Amber Schaub: I only needed 300 pieces to be able to do the event, so I had the factory send the completed work out to the hotel in LA. I was crossing my fingers that everything would be OK, and of course when I got there that was not the case. When I arrived and started going through the bloomers, I saw that half of them were made perfectly and the other half were a mess. I went through and found the best of the best so that the celebrities could represent our brand well.
We pulled that off and we made an impression on some of the celebrities. Ali Landry took her daughter to the beach in Malibu wearing our RuffleButt Bloomer. The pictures of her were on TMZ. She was just one of many who was very supportive of what we were doing. That catapulted our brand from the very beginning.
Sramana: Did that create buzz around the brand that drew traffic in?
Amber Schaub: Yes. I would also work with any publicist that would pay attention to me. I would email them my story and beg them to cover it. We were fortunate to get into Baby Talk Magazine as an editor’s pick with a picture of a baby wearing our RuffleButts Bloomer. Back then, Mark and I would celebrate getting a couple of hundred orders. Today that is a slow day. With all the celebrity and press, the stores started to come to us.
Sramana: The e-commerce business you were developing was basically a shell business. It sounds like the retailers were the ones ordering products.
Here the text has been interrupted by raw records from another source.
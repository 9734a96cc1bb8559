//! Session lifecycle.
//!
//! A [`Session`] owns an authenticated channel to the collector (the JWT
//! obtained by the registration handshake), the event buffer, and the
//! background flush worker. Instrumented callers only ever touch
//! [`enqueue`](Session::enqueue), which is a lock-push — never network
//! I/O.
//!
//! State machine: `Active` → `Ending` → `Ended`. Events are accepted only
//! while `Active`. [`end`](Session::end) performs the forced flush
//! (bounded by `max_wait_time_ms`), notifies the collector of the end
//! state, unregisters, and stops the worker.

use std::sync::atomic::{AtomicU8, Ordering};
use std::sync::{Arc, Weak};
use std::time::Duration;

use chrono::{DateTime, Utc};
use parking_lot::{Mutex, RwLock};
use tokio::sync::{mpsc, oneshot};
use tracing::{debug, warn};

use oplink_client::ApiClient;
use oplink_config::Config;
use oplink_core::{RoutingError, SessionId};
use oplink_events::ActionEvent;

use crate::errors::SessionError;
use crate::flusher::{self, FlushWorker, WorkerCommand};
use crate::observer::ErrorObserver;
use crate::registry::SessionRegistry;

/// How long a graceful worker shutdown may take after the final drain.
const SHUTDOWN_GRACE_MS: u64 = 1_000;

/// Lifecycle state of a session.
#[derive(Clone, Copy, Debug, PartialEq, Eq)]
#[repr(u8)]
pub enum SessionState {
    /// Accepting events; flush worker running.
    Active = 0,
    /// `end` in progress; no new events accepted.
    Ending = 1,
    /// Fully shut down.
    Ended = 2,
}

impl SessionState {
    fn from_u8(v: u8) -> Self {
        match v {
            0 => Self::Active,
            1 => Self::Ending,
            _ => Self::Ended,
        }
    }
}

/// One logical tracking session with its own delivery channel.
pub struct Session {
    id: SessionId,
    /// Bearer token; the worker refreshes it on reauthorization.
    jwt: Arc<RwLock<String>>,
    state: AtomicU8,
    buffer: Arc<Mutex<Vec<ActionEvent>>>,
    commands: mpsc::Sender<WorkerCommand>,
    worker: Mutex<Option<tokio::task::JoinHandle<()>>>,
    registry: Weak<SessionRegistry>,
    end_state: Mutex<Option<String>>,
    max_queue_size: usize,
    max_wait_time_ms: u64,
    api: ApiClient,
    init_timestamp: DateTime<Utc>,
}

impl Session {
    /// Perform the registration handshake, spawn the flush worker, and
    /// register the new `Active` session with the registry.
    pub async fn start(
        api: ApiClient,
        config: &Config,
        registry: &Arc<SessionRegistry>,
        tags: Vec<String>,
        observer: Arc<dyn ErrorObserver>,
    ) -> Result<Arc<Self>, SessionError> {
        let id = SessionId::new();
        let init_timestamp = Utc::now();
        let jwt = api
            .create_session(&id, init_timestamp, &tags)
            .await
            .map_err(SessionError::Handshake)?;

        let jwt = Arc::new(RwLock::new(jwt));
        let buffer = Arc::new(Mutex::new(Vec::new()));
        let (commands, rx) = mpsc::channel(16);

        let handle = flusher::spawn(
            FlushWorker {
                session_id: id.clone(),
                buffer: buffer.clone(),
                api: api.clone(),
                jwt: jwt.clone(),
                retry: config.retry.clone(),
                observer,
            },
            config.flush_interval_ms,
            rx,
        );

        let session = Arc::new(Self {
            id,
            jwt,
            state: AtomicU8::new(SessionState::Active as u8),
            buffer,
            commands,
            worker: Mutex::new(Some(handle)),
            registry: Arc::downgrade(registry),
            end_state: Mutex::new(None),
            max_queue_size: config.max_queue_size.max(1),
            max_wait_time_ms: config.max_wait_time_ms,
            api,
            init_timestamp,
        });

        registry.register(session.clone());
        debug!(session_id = %session.id, "session started");
        Ok(session)
    }

    /// Session ID.
    #[must_use]
    pub fn id(&self) -> &SessionId {
        &self.id
    }

    /// Current bearer token (refreshed by the worker on reauthorization).
    #[must_use]
    pub fn jwt(&self) -> String {
        self.jwt.read().clone()
    }

    /// Wall-clock time the session was started.
    #[must_use]
    pub fn init_timestamp(&self) -> DateTime<Utc> {
        self.init_timestamp
    }

    /// Current lifecycle state.
    #[must_use]
    pub fn state(&self) -> SessionState {
        SessionState::from_u8(self.state.load(Ordering::Acquire))
    }

    /// Whether the session currently accepts events.
    #[must_use]
    pub fn is_active(&self) -> bool {
        self.state() == SessionState::Active
    }

    /// End state recorded by [`end`](Self::end), once ended.
    #[must_use]
    pub fn end_state(&self) -> Option<String> {
        self.end_state.lock().clone()
    }

    /// Number of events buffered and not yet handed to the worker.
    #[must_use]
    pub fn pending_events(&self) -> usize {
        self.buffer.lock().len()
    }

    /// Append an event to the session buffer.
    ///
    /// Fire-and-forget: a lock-push plus, when the buffer crosses the
    /// size threshold, a non-blocking kick of the flush worker. Fails if
    /// the session is no longer `Active`.
    pub fn enqueue(&self, event: ActionEvent) -> Result<(), RoutingError> {
        if !self.is_active() {
            return Err(RoutingError::SessionNotActive {
                session_id: self.id.to_string(),
            });
        }

        let len = {
            let mut buffer = self.buffer.lock();
            buffer.push(event);
            buffer.len()
        };

        if len >= self.max_queue_size {
            // A full command channel already has a flush pending.
            let _ = self.commands.try_send(WorkerCommand::Kick);
        }
        Ok(())
    }

    /// End the session.
    ///
    /// Transitions to `Ending`, forces a final flush of the buffer
    /// (waiting at most `max_wait_time_ms`), notifies the collector of
    /// `end_state`, transitions to `Ended`, unregisters from the
    /// registry, and stops the flush worker. Events still in flight once
    /// the wait bound elapses are dropped.
    pub async fn end(
        &self,
        end_state: &str,
        end_state_reason: Option<&str>,
    ) -> Result<(), SessionError> {
        if self
            .state
            .compare_exchange(
                SessionState::Active as u8,
                SessionState::Ending as u8,
                Ordering::AcqRel,
                Ordering::Acquire,
            )
            .is_err()
        {
            return Err(SessionError::NotActive {
                session_id: self.id.to_string(),
            });
        }

        // Forced flush, bounded by the wait-time budget.
        let (reply_tx, reply_rx) = oneshot::channel();
        let mut drained = false;
        if self.commands.send(WorkerCommand::Drain(reply_tx)).await.is_ok() {
            drained = matches!(
                tokio::time::timeout(Duration::from_millis(self.max_wait_time_ms), reply_rx).await,
                Ok(Ok(()))
            );
        }
        if !drained {
            warn!(
                session_id = %self.id,
                "forced flush did not complete within the wait budget; remaining events dropped"
            );
        }

        // End notification follows the delivery-failure policy: local only.
        let jwt = self.jwt.read().clone();
        if let Err(e) = self
            .api
            .update_session(&jwt, &self.id, Utc::now(), end_state, end_state_reason)
            .await
        {
            warn!(session_id = %self.id, error = %e, "failed to report session end to collector");
        }

        *self.end_state.lock() = Some(end_state.to_owned());
        self.state
            .store(SessionState::Ended as u8, Ordering::Release);

        if let Some(registry) = self.registry.upgrade() {
            let _ = registry.unregister(&self.id);
        }

        // Graceful worker stop after a clean drain; hard stop otherwise.
        let handle = self.worker.lock().take();
        if let Some(handle) = handle {
            if drained {
                let _ = self.commands.send(WorkerCommand::Shutdown).await;
                if tokio::time::timeout(Duration::from_millis(SHUTDOWN_GRACE_MS), handle)
                    .await
                    .is_err()
                {
                    warn!(session_id = %self.id, "flush worker did not stop in time");
                }
            } else {
                handle.abort();
            }
        }

        debug!(session_id = %self.id, end_state, "session ended");
        Ok(())
    }
}

impl std::fmt::Debug for Session {
    fn fmt(&self, f: &mut std::fmt::Formatter<'_>) -> std::fmt::Result {
        f.debug_struct("Session")
            .field("id", &self.id)
            .field("state", &self.state())
            .field("pending_events", &self.pending_events())
            .finish_non_exhaustive()
    }
}

// ─────────────────────────────────────────────────────────────────────────────
// Tests
// ─────────────────────────────────────────────────────────────────────────────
Amber Schaub: We had folks like Nordstrom’s and Target call us. Mom and pop boutiques all over the country were applying to carry our products because customers were asking for our products. In the beginning, 95% of the stores we sold to came to us, which was incredible.
On the retail side, the publicity also drove consumers to us. They were very supportive of my story. They would promote us on their Facebook pages. They have always been very supportive of us.
Sramana: There is a built-in viral aspect to your product. Moms like to take pictures of their babies.
Amber Schaub: Exactly. We are so lucky that we have a product that is all about happy moments and childhood. When I started the business, I thought that moms and grandmothers would be fun customers. I wanted to have a product that would make people happy. You take your child out in RuffleButts and you will get compliments from everyone. We are very fortunate to have that organic aspect.
Sramana: You started in August of 2007. How did your business ramp during your first year?
Amber Schaub: When we received the first shipment, I faced the harsh reality of what entrepreneurship really is. When that first shipment arrived, half of the apparel was unsuitable to sell. Production was very bad. I debated whether or not I wanted to share that publicly because I did not want people to think bad about our brand. However, I wanted other entrepreneurs to see the reality of what starting a business is all about.
I had to fly my mother to Florida so that we could measure each garment. I was not about to sell products that did not meet my quality standards. I questioned if I was really ready to do this. We did not start selling until January of 2008. That first year, we sold about $100,000 of products.